* _WHAT NEEDS TO BE DONE_
Exactly as they appear, output all of the entries.

[Saved data entries]
-- Opening Marker --

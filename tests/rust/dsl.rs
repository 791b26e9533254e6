//! Copyright © 2025-2026 Wenze Wei. All Rights Reserved.
//!
//! This file is part of Piper.
//! The Piper project belongs to the Dunimd Team.
//!
//! Licensed under the Apache License, Version 2.0 (the "License");
//! You may not use this file except in compliance with the License.
//! You may obtain a copy of the License at
//!
//!     http://www.apache.org/licenses/LICENSE-2.0
//!
//! Unless required by applicable law or agreed to in writing, software
//! distributed under the License is distributed on an "AS IS" BASIS,
//! WITHOUT WARRANTIES OR CONDITIONS OF ANY KIND, either express or implied.
//! See the License for the specific language governing permissions and
//! limitations under the License.

//! Script compilation tests: syntax diagnostics, construction-time name
//! resolution, and pipeline introspection.

use std::collections::HashMap;
use std::sync::Arc;

use piper::{Piper, PiperError, PiperFunction, PiperLookupSource, PiperMapSource};

fn build(script: &str) -> Result<Piper, PiperError> {
    let mut lookups: HashMap<String, Arc<dyn PiperLookupSource>> = HashMap::new();
    lookups.insert("users".to_string(), Arc::new(PiperMapSource::new()));
    let functions: HashMap<String, Arc<dyn PiperFunction>> = HashMap::new();
    Piper::new(script, lookups, functions)
}

#[test]
fn full_script_compiles() {
    let piper = build(
        "# user enrichment\n\
         enrich(id, score as double)\n\
         | project bucket = int(score * 10.0), label = \"u\" + string(id)\n\
         | lookup name, years = age from users on string(id)\n\
         | project-keep label, bucket, name, years\n\
         ;\n\
         \n\
         passthrough(x)\n\
         ;",
    )
    .unwrap();
    assert_eq!(piper.pipelines().len(), 2);
}

#[test]
fn syntax_errors_carry_position() {
    let err = build("p(x)\n| project y = \n;").unwrap_err();
    match err {
        PiperError::Syntax { line, column, .. } => {
            assert_eq!(line, 3);
            assert_eq!(column, 1);
        }
        other => panic!("unexpected error: {other:?}"),
    }
}

#[test]
fn malformed_scripts_are_rejected() {
    assert!(matches!(build("p(x"), Err(PiperError::Syntax { .. })));
    assert!(matches!(
        build("p(x)\n| frobnicate x\n;"),
        Err(PiperError::Syntax { .. })
    ));
    assert!(matches!(
        build("p(x)\n| take -1\n;"),
        Err(PiperError::Syntax { .. })
    ));
    assert!(matches!(
        build("p(x)\n| project y = \"unterminated\n;"),
        Err(PiperError::Syntax { .. })
    ));
}

#[test]
fn construction_is_all_or_nothing() {
    let err = build(
        "ok(x)\n| project y = x\n;\n\
         broken(x)\n| project y = unknown_fn(x)\n;",
    )
    .unwrap_err();
    assert!(matches!(err, PiperError::UnknownFunction(name) if name == "unknown_fn"));
}

#[test]
fn name_resolution_faults() {
    assert!(matches!(
        build("p(a)\n| project b = c + 1\n;"),
        Err(PiperError::FieldNotFound(name)) if name == "c"
    ));
    assert!(matches!(
        build("p(a)\n| project a = 1\n;"),
        Err(PiperError::FieldAlreadyExists(name)) if name == "a"
    ));
    assert!(matches!(
        build("p(a)\n| project-keep b\n;"),
        Err(PiperError::FieldNotFound(name)) if name == "b"
    ));
    assert!(matches!(
        build("p(a)\n| lookup v from nowhere on a\n;"),
        Err(PiperError::LookupSourceNotFound(name)) if name == "nowhere"
    ));
    assert!(matches!(
        build("p(a)\n;\np(a)\n;"),
        Err(PiperError::PipelineAlreadyDefined(name)) if name == "p"
    ));
}

#[test]
fn pipelines_dump_canonical_text() {
    let piper = build(
        "p(score as double)\n\
         | where score >= 0.5\n\
         | lookup name from users on string(score)\n\
         | distinct\n\
         | top 10 by score\n\
         | ignore-error\n\
         ;",
    )
    .unwrap();
    let dump = piper.pipelines().get("p").unwrap().clone();
    // `top` dumps with its defaults spelled out.
    assert_eq!(
        dump,
        "p(score as double)\n\
         | where (score >= 0.5)\n\
         | lookup name from users on string(score)\n\
         | distinct\n\
         | top 10 by score desc nulls last\n\
         | ignore-error\n\
         ;"
    );
}

#[test]
fn comments_and_whitespace_are_ignored() {
    let piper = build(
        "# leading comment\n\
         \n\
         p(x)  # params\n\
         | project y = x + 1  # add one\n\
         ;  # done\n",
    )
    .unwrap();
    assert_eq!(piper.pipelines().len(), 1);
}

-- Closing Marker --

* _RESPONSE AREA_
filename tests/rust/dsl.rs
repository 791b26e9533254e6
//! Copyright © 2025-2026 Wenze Wei. All Rights Reserved.
//!
//! This file is part of Piper.
//! The Piper project belongs to the Dunimd Team.
//!
//! Licensed under the Apache License, Version 2.0 (the "License");
//! You may not use this file except in compliance with the License.
//! You may obtain a copy of the License at
//!
//!     http://www.apache.org/licenses/LICENSE-2.0
//!
//! Unless required by applicable law or agreed to in writing, software
//! distributed under the License is distributed on an "AS IS" BASIS,
//! WITHOUT WARRANTIES OR CONDITIONS OF ANY KIND, either express or implied.
//! See the License for the specific language governing permissions and
//! limitations under the License.

//! Script compilation tests: syntax diagnostics, construction-time name
//! resolution, and pipeline introspection.

use std::collections::HashMap;
use std::sync::Arc;

use piper::{Piper, PiperError, PiperFunction, PiperLookupSource, PiperMapSource};

fn build(script: &str) -> Result<Piper, PiperError> {
    let mut lookups: HashMap<String, Arc<dyn PiperLookupSource>> = HashMap::new();
    lookups.insert("users".to_string(), Arc::new(PiperMapSource::new()));
    let functions: HashMap<String, Arc<dyn PiperFunction>> = HashMap::new();
    Piper::new(script, lookups, functions)
}

#[test]
fn full_script_compiles() {
    let piper = build(
        "# user enrichment\n\
         enrich(id, score as double)\n\
         | project bucket = int(score * 10.0), label = \"u\" + string(id)\n\
         | lookup name, years = age from users on string(id)\n\
         | project-keep label, bucket, name, years\n\
         ;\n\
         \n\
         passthrough(x)\n\
         ;",
    )
    .unwrap();
    assert_eq!(piper.pipelines().len(), 2);
}

#[test]
fn syntax_errors_carry_position() {
    let err = build("p(x)\n| project y = \n;").unwrap_err();
    match err {
        PiperError::Syntax { line, column, .. } => {
            assert_eq!(line, 3);
            assert_eq!(column, 1);
        }
        other => panic!("unexpected error: {other:?}"),
    }
}

#[test]
fn malformed_scripts_are_rejected() {
    assert!(matches!(build("p(x"), Err(PiperError::Syntax { .. })));
    assert!(matches!(
        build("p(x)\n| frobnicate x\n;"),
        Err(PiperError::Syntax { .. })
    ));
    assert!(matches!(
        build("p(x)\n| take -1\n;"),
        Err(PiperError::Syntax { .. })
    ));
    assert!(matches!(
        build("p(x)\n| project y = \"unterminated\n;"),
        Err(PiperError::Syntax { .. })
    ));
}

#[test]
fn construction_is_all_or_nothing() {
    let err = build(
        "ok(x)\n| project y = x\n;\n\
         broken(x)\n| project y = unknown_fn(x)\n;",
    )
    .unwrap_err();
    assert!(matches!(err, PiperError::UnknownFunction(name) if name == "unknown_fn"));
}

#[test]
fn name_resolution_faults() {
    assert!(matches!(
        build("p(a)\n| project b = c + 1\n;"),
        Err(PiperError::FieldNotFound(name)) if name == "c"
    ));
    assert!(matches!(
        build("p(a)\n| project a = 1\n;"),
        Err(PiperError::FieldAlreadyExists(name)) if name == "a"
    ));
    assert!(matches!(
        build("p(a)\n| project-keep b\n;"),
        Err(PiperError::FieldNotFound(name)) if name == "b"
    ));
    assert!(matches!(
        build("p(a)\n| lookup v from nowhere on a\n;"),
        Err(PiperError::LookupSourceNotFound(name)) if name == "nowhere"
    ));
    assert!(matches!(
        build("p(a)\n;\np(a)\n;"),
        Err(PiperError::PipelineAlreadyDefined(name)) if name == "p"
    ));
}

#[test]
fn pipelines_dump_canonical_text() {
    let piper = build(
        "p(score as double)\n\
         | where score >= 0.5\n\
         | lookup name from users on string(score)\n\
         | distinct\n\
         | top 10 by score\n\
         | ignore-error\n\
         ;",
    )
    .unwrap();
    let dump = piper.pipelines().get("p").unwrap().clone();
    // `top` dumps with its defaults spelled out.
    assert_eq!(
        dump,
        "p(score as double)\n\
         | where (score >= 0.5)\n\
         | lookup name from users on string(score)\n\
         | distinct\n\
         | top 10 by score desc nulls last\n\
         | ignore-error\n\
         ;"
    );
}

#[test]
fn comments_and_whitespace_are_ignored() {
    let piper = build(
        "# leading comment\n\
         \n\
         p(x)  # params\n\
         | project y = x + 1  # add one\n\
         ;  # done\n",
    )
    .unwrap();
    assert_eq!(piper.pipelines().len(), 1);
}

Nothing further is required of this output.